Guess what? Microsoft’s Surface Pro tablet sold out on launch day. Are you surprised? You shouldn’t be.

No, I’m not suggesting the Surface Pro is such an awesome tablet that you should have expected it to sell out. That may or may not be true, but the reality is that selling out on launch day is required. It’s simply table stakes for playing the game.

I also don’t have any proof that Microsoft intentionally restricted the supply of the Surface Pro tablets to create the situation. Microsoft claims it is doing its best to catch up with demand and ship more units to retailers that need them. Both the 128GB and 64GB Surface Pros were sold out, but the 64GB model is available again online in the Microsoft Store as of this morning.

There are products where demand exceeds supply–that literally sell out because the vendor simply can’t produce units fast enough to keep up with sales. But, businesses and consumers have come to expect a launch day “sell out” for new technology. Anything less would be considered a failure. So, vendors go out of their way to create a false perception of demand by limiting the launch day supply to ensure the product sells out.

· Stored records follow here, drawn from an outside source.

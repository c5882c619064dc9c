//! Key hashing for the ring. CRC-32 is the only built-in scheme.

pub mod crc32;
pub mod traits;

pub use crc32::Crc32Partitioner;
pub use traits::Partitioner;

The practice is not new. Any company would prefer to make headlines for a selling out of a product on launch day rather than making headlines for a lukewarm reception with plenty of units still to be had. One perpetuates a sense that this is a hot product that others should investigate to learn more about what all the excitement is about, while the other induces yawns.

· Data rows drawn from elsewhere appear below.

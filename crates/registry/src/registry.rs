//! The node registry.

use std::collections::{BTreeSet, HashMap};
use std::time::Instant;

use chunkmap_core::{HashRing, Member, MemberId, MemberStatus, RingBuilder};
use metrics::{counter, gauge};
use parking_lot::RwLock;
use tracing::{debug, info, warn};

use crate::config::{RegistryConfig, ResolutionPolicy};
use crate::error::{RegistryError, Result};
use crate::liveness::{self, SweepReport};
use crate::metadata::{ChunkAssignment, FileMetadata};
use crate::placement::{placement_key, resolve_chunks};

/// What a registration did.
#[derive(Debug, Clone, Copy, PartialEq, Eq)]
pub enum RegisterOutcome {
    /// First time this id was seen.
    Created,
    /// The id was known; its record was overwritten.
    Updated,
}

impl RegisterOutcome {
    pub fn message(&self) -> &'static str {
        match self {
            RegisterOutcome::Created => "node registered successfully",
            RegisterOutcome::Updated => "node re-registered, record replaced",
        }
    }
}

/// What a heartbeat did.
#[derive(Debug, Clone, Copy, PartialEq, Eq)]
pub enum HeartbeatOutcome {
    /// Status and capacity refreshed.
    Applied,
    /// The member had been declared dead and is back on the ring.
    Revived,
    /// Unknown member under the lenient policy; nothing changed.
    Ignored,
}

/// Everything guarded by the registry lock.
///
/// Invariant: the ring holds exactly the members of `members` whose status
/// is not [`MemberStatus::Dead`].
#[derive(Debug)]
pub(crate) struct RegistryState {
    pub(crate) members: HashMap<MemberId, Member>,
    pub(crate) ring: HashRing,
    pub(crate) files: HashMap<String, FileMetadata>,
}

/// Authoritative in-memory record of cluster membership.
///
/// One instance is shared (behind an `Arc`) by every connection. Mutations
/// take the write lock, queries the read lock; no I/O happens under either.
#[derive(Debug)]
pub struct NodeRegistry {
    config: RegistryConfig,
    state: RwLock<RegistryState>,
}

impl NodeRegistry {
    pub fn new(config: RegistryConfig) -> Result<Self> {
        config.validate()?;
        let ring = RingBuilder::new()
            .with_replica_factor(config.replica_factor)
            .build()?;

        Ok(Self {
            config,
            state: RwLock::new(RegistryState {
                members: HashMap::new(),
                ring,
                files: HashMap::new(),
            }),
        })
    }

    pub fn config(&self) -> &RegistryConfig {
        &self.config
    }

    pub fn policy(&self) -> ResolutionPolicy {
        self.config.policy
    }

    /// Upsert a member as active.
    ///
    /// The previous record, if any, is replaced wholesale. The member joins
    /// the ring only if it is not already on it, so repeated registration
    /// never duplicates virtual nodes.
    pub fn register(
        &self,
        id: impl Into<MemberId>,
        address: impl Into<String>,
        available_capacity: u64,
    ) -> RegisterOutcome {
        self.register_at(id, address, available_capacity, Instant::now())
    }

    /// [`Self::register`] with an explicit clock.
    pub fn register_at(
        &self,
        id: impl Into<MemberId>,
        address: impl Into<String>,
        available_capacity: u64,
        now: Instant,
    ) -> RegisterOutcome {
        let mut member = Member::new(id, address, available_capacity);
        member.last_heartbeat = Some(now);
        let id = member.id.clone();

        let mut state = self.state.write();
        let previous = state.members.insert(id.clone(), member);
        let on_ring = previous.as_ref().is_some_and(Member::is_placeable);
        if !on_ring {
            state.ring.add_member(&id);
        }
        let total = state.members.len();
        drop(state);

        let outcome = if previous.is_some() {
            RegisterOutcome::Updated
        } else {
            RegisterOutcome::Created
        };

        counter!("chunkmap_registrations_total").increment(1);
        gauge!("chunkmap_members").set(total as f64);
        info!(member = %id, available_capacity, ?outcome, "member registered");
        outcome
    }

    /// Record a heartbeat.
    ///
    /// Marks the member active and refreshes its capacity and chunk count. A
    /// dead member is put back on the ring.
    pub fn heartbeat(
        &self,
        id: &str,
        available_capacity: u64,
        chunk_count: u64,
    ) -> Result<HeartbeatOutcome> {
        self.heartbeat_at(id, available_capacity, chunk_count, Instant::now())
    }

    /// [`Self::heartbeat`] with an explicit clock.
    pub fn heartbeat_at(
        &self,
        id: &str,
        available_capacity: u64,
        chunk_count: u64,
        now: Instant,
    ) -> Result<HeartbeatOutcome> {
        let mut state = self.state.write();
        let state = &mut *state;

        let Some(member) = state.members.get_mut(id) else {
            counter!("chunkmap_heartbeats_total", "outcome" => "unknown").increment(1);
            warn!(member = id, "heartbeat from unknown member");
            return match self.config.policy {
                ResolutionPolicy::Strict => Err(RegistryError::UnknownMember(MemberId::new(id))),
                ResolutionPolicy::Lenient => Ok(HeartbeatOutcome::Ignored),
            };
        };

        let revived = member.status == MemberStatus::Dead;
        member.status = MemberStatus::Active;
        member.available_capacity = available_capacity;
        member.chunk_count = chunk_count;
        member.last_heartbeat = Some(now);

        if revived {
            state.ring.add_member(&member.id);
            counter!("chunkmap_heartbeats_total", "outcome" => "revived").increment(1);
            info!(member = id, "dead member revived by heartbeat");
            Ok(HeartbeatOutcome::Revived)
        } else {
            counter!("chunkmap_heartbeats_total", "outcome" => "applied").increment(1);
            debug!(member = id, available_capacity, chunk_count, "heartbeat");
            Ok(HeartbeatOutcome::Applied)
        }
    }

    /// Remove a member from the table and the ring.
    pub fn deregister(&self, id: &str) -> Result<Member> {
        let mut state = self.state.write();
        let member = state
            .members
            .remove(id)
            .ok_or_else(|| RegistryError::UnknownMember(MemberId::new(id)))?;
        state.ring.remove_member(&member.id);
        let total = state.members.len();
        drop(state);

        gauge!("chunkmap_members").set(total as f64);
        info!(member = id, "member deregistered");
        Ok(member)
    }

    /// Members responsible for each chunk of a file, in ordinal order.
    ///
    /// Read-only: nothing is recorded. See [`Self::assign_placement`].
    /// Counts past `max_chunks_per_file` fail with
    /// [`RegistryError::TooManyChunks`].
    pub fn resolve_placement(&self, file_id: &str, chunk_count: u32) -> Result<Vec<Member>> {
        self.check_chunk_count(chunk_count)?;
        let state = self.state.read();
        let placed = resolve_chunks(
            &state.members,
            &state.ring,
            self.config.policy,
            file_id,
            chunk_count,
        )?;
        counter!("chunkmap_placements_total").increment(1);
        Ok(placed)
    }

    /// Resolve placement for an upload and record it as the file's chunk
    /// index, replacing any earlier record for the same file.
    ///
    /// Nothing is recorded when fewer members than chunks came back (lenient
    /// policy on an empty cluster).
    pub fn assign_placement(&self, file_id: &str, chunk_count: u32) -> Result<Vec<Member>> {
        self.check_chunk_count(chunk_count)?;
        let mut state = self.state.write();
        let placed = resolve_chunks(
            &state.members,
            &state.ring,
            self.config.policy,
            file_id,
            chunk_count,
        )?;

        if placed.len() == chunk_count as usize {
            let chunks = placed
                .iter()
                .zip(0..chunk_count)
                .map(|(member, ordinal)| ChunkAssignment {
                    ordinal,
                    placement_key: placement_key(file_id, ordinal),
                    member_id: member.id.clone(),
                })
                .collect();
            state.files.insert(
                file_id.to_string(),
                FileMetadata {
                    file_id: file_id.to_string(),
                    chunk_count,
                    chunks,
                },
            );
            debug!(file_id, chunk_count, "recorded chunk placement");
        }
        drop(state);

        counter!("chunkmap_placements_total").increment(1);
        Ok(placed)
    }

    /// Reject requests past `max_chunks_per_file` before any lock is taken.
    fn check_chunk_count(&self, chunk_count: u32) -> Result<()> {
        let max = self.config.max_chunks_per_file;
        if chunk_count > max {
            counter!("chunkmap_placements_rejected_total").increment(1);
            warn!(chunk_count, max, "placement request over chunk limit");
            return Err(RegistryError::TooManyChunks {
                requested: chunk_count,
                max,
            });
        }
        Ok(())
    }

    /// The recorded chunk index of a file.
    pub fn file_metadata(&self, file_id: &str) -> Option<FileMetadata> {
        self.state.read().files.get(file_id).cloned()
    }

    /// Current member records for each chunk of a recorded file.
    ///
    /// Fails with [`RegistryError::StaleAssignment`] if a chunk was assigned
    /// to a member that has since deregistered.
    pub fn locate_file(&self, file_id: &str) -> Result<Vec<Member>> {
        let state = self.state.read();
        let metadata = state
            .files
            .get(file_id)
            .ok_or_else(|| RegistryError::UnknownFile(file_id.to_string()))?;

        metadata
            .chunks
            .iter()
            .map(|chunk| {
                state
                    .members
                    .get(&chunk.member_id)
                    .cloned()
                    .ok_or_else(|| RegistryError::StaleAssignment {
                        member_id: chunk.member_id.clone(),
                        ordinal: chunk.ordinal,
                    })
            })
            .collect()
    }

    pub fn get_member(&self, id: &str) -> Option<Member> {
        self.state.read().members.get(id).cloned()
    }

    /// Snapshot of every member. Order is unspecified.
    pub fn list_members(&self) -> Vec<Member> {
        self.state.read().members.values().cloned().collect()
    }

    /// Ids currently on the ring (every member that is not dead).
    pub fn ring_members(&self) -> BTreeSet<MemberId> {
        self.state.read().ring.members()
    }

    /// Total virtual nodes on the ring.
    pub fn ring_entries(&self) -> usize {
        self.state.read().ring.entry_count()
    }

    pub fn len(&self) -> usize {
        self.state.read().members.len()
    }

    pub fn is_empty(&self) -> bool {
        self.state.read().members.is_empty()
    }

    /// Reclassify members by heartbeat age as of `now`.
    ///
    /// No-op when expiry is disabled.
    pub fn sweep(&self, now: Instant) -> SweepReport {
        let Some(liveness) = &self.config.liveness else {
            return SweepReport::default();
        };

        let mut state = self.state.write();
        let report = liveness::classify(&mut state, liveness, now);
        drop(state);

        if !report.is_empty() {
            info!(
                suspected = report.suspected.len(),
                died = report.died.len(),
                "liveness sweep changed member status"
            );
        }
        report
    }
}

The bottom line is that without actual sales figures to put things in context, it’s all just meaningless marketing hype. We can’t be sure if Microsoft sold a thousand units, or ten thousand units, or a million units. We have no way to quantify or compare the launch day stats of the Surface Pro against rival devices like the Apple iPad or Amazon Kindle Fire. We have no perspective from which to determine whether selling out on launch day is actually impressive, or really just sad.

Companies need to be more transparent about the actual sales figures if they want to remain credible, or earn any respect for “selling out” on launch day. We don’t care that you “sold out”, and we don’t care how many units have been “shipped”. Tell us how many people actually spent their hard-earned money to purchase your product. Anything else is irrelevant hype.